SUPPLIED DATA: Begin

//! Entity CRUD handlers: create, read, list, update, delete.

use crate::error::AppError;
use crate::query;
use crate::service::{CrudService, RequestValidator};
use crate::state::{AppState, BoundEntity};
use axum::{
    body::Bytes,
    extract::{
        rejection::{PathRejection, QueryRejection},
        Path, Query, State,
    },
    http::{header, HeaderName, HeaderValue},
    response::{IntoResponse, Response},
    Extension, Json,
};
use percent_encoding::{utf8_percent_encode, AsciiSet, NON_ALPHANUMERIC};
use serde_json::Value;

pub const TOTAL_COUNT_HEADER: HeaderName = HeaderName::from_static("x-total-count");

/// Everything but RFC 3986 unreserved characters is escaped in a path segment.
const PATH_SEGMENT: &AsciiSet = &NON_ALPHANUMERIC.remove(b'-').remove(b'.').remove(b'_').remove(b'~');

type QueryPairs = Result<Query<Vec<(String, String)>>, QueryRejection>;
type IdPath = Result<Path<String>, PathRejection>;

fn id_segment(id: &Value) -> String {
    match id {
        Value::String(s) => utf8_percent_encode(s, PATH_SEGMENT).to_string(),
        other => other.to_string(),
    }
}

/// Extractor rejections are reported in the same envelope as validation errors.
fn query_pairs(query: QueryPairs) -> Result<Vec<(String, String)>, AppError> {
    query
        .map(|Query(pairs)| pairs)
        .map_err(|_| AppError::BadRequest("querystring must be a valid query string".into()))
}

fn path_id(bound: &BoundEntity, path: IdPath) -> Result<Value, AppError> {
    match path {
        Ok(Path(raw)) => query::parse_id(&bound.entity, &raw),
        Err(_) => Err(AppError::BadRequest(format!(
            "params/id must be {}",
            bound.entity.primary_key().field_type.json_type()
        ))),
    }
}

pub async fn list(
    State(state): State<AppState>,
    Extension(bound): Extension<BoundEntity>,
    params: QueryPairs,
) -> Result<Response, AppError> {
    let params = query_pairs(params)?;
    let parsed = query::parse_list(&bound.entity, &params)?;
    let listed = CrudService::list(state.mapper.as_ref(), &bound.entity, &parsed).await?;
    let mut response = Json(listed.rows).into_response();
    if let Some(total) = listed.total_count {
        response.headers_mut().insert(TOTAL_COUNT_HEADER, HeaderValue::from(total));
    }
    Ok(response)
}

pub async fn create(
    State(state): State<AppState>,
    Extension(bound): Extension<BoundEntity>,
    params: QueryPairs,
    body: Bytes,
) -> Result<Response, AppError> {
    let body = RequestValidator::parse_body(&body)?;
    let values = RequestValidator::validate(&bound.entity, &bound.schemas.create_input, body)?;
    let fields = query::parse_fields(&bound.entity, &query_pairs(params)?)?;
    let created = CrudService::create(state.mapper.as_ref(), &bound.entity, values, fields.as_ref()).await?;

    let location = format!("{}/{}", bound.collection_path, id_segment(&created.id));
    let mut response = Json(created.body).into_response();
    match HeaderValue::from_str(&location) {
        Ok(value) => {
            response.headers_mut().insert(header::LOCATION, value);
        }
        Err(_) => tracing::warn!(location = %location, "created row id is not a valid header value"),
    }
    Ok(response)
}

pub async fn read(
    State(state): State<AppState>,
    Extension(bound): Extension<BoundEntity>,
    path: IdPath,
    params: QueryPairs,
) -> Result<Response, AppError> {
    let id = path_id(&bound, path)?;
    let fields = query::parse_fields(&bound.entity, &query_pairs(params)?)?;
    let row = CrudService::read(state.mapper.as_ref(), &bound.entity, &id, fields.as_ref()).await?;
    Ok(Json(row).into_response())
}

/// Serves both POST and PUT on the item path.
pub async fn update(
    State(state): State<AppState>,
    Extension(bound): Extension<BoundEntity>,
    path: IdPath,
    params: QueryPairs,
    body: Bytes,
) -> Result<Response, AppError> {
    let id = path_id(&bound, path)?;
    let body = RequestValidator::parse_body(&body)?;
    let values = RequestValidator::validate(&bound.entity, &bound.schemas.update_input, body)?;
    let fields = query::parse_fields(&bound.entity, &query_pairs(params)?)?;
    let row = CrudService::update(state.mapper.as_ref(), &bound.entity, &id, values, fields.as_ref()).await?;
    Ok(Json(row).into_response())
}

pub async fn delete(
    State(state): State<AppState>,
    Extension(bound): Extension<BoundEntity>,
    path: IdPath,
    params: QueryPairs,
) -> Result<Response, AppError> {
    let id = path_id(&bound, path)?;
    let fields = query::parse_fields(&bound.entity, &query_pairs(params)?)?;
    let row = CrudService::delete(state.mapper.as_ref(), &bound.entity, &id, fields.as_ref()).await?;
    Ok(Json(row).into_response())
}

SUPPLIED DATA: End

THE PROBLEM:
Copy out all lines above holding "PathRejection".

ANSWER BOX:
        rejection::{PathRejection, QueryRejection},
type IdPath = Result<Path<String>, PathRejection>;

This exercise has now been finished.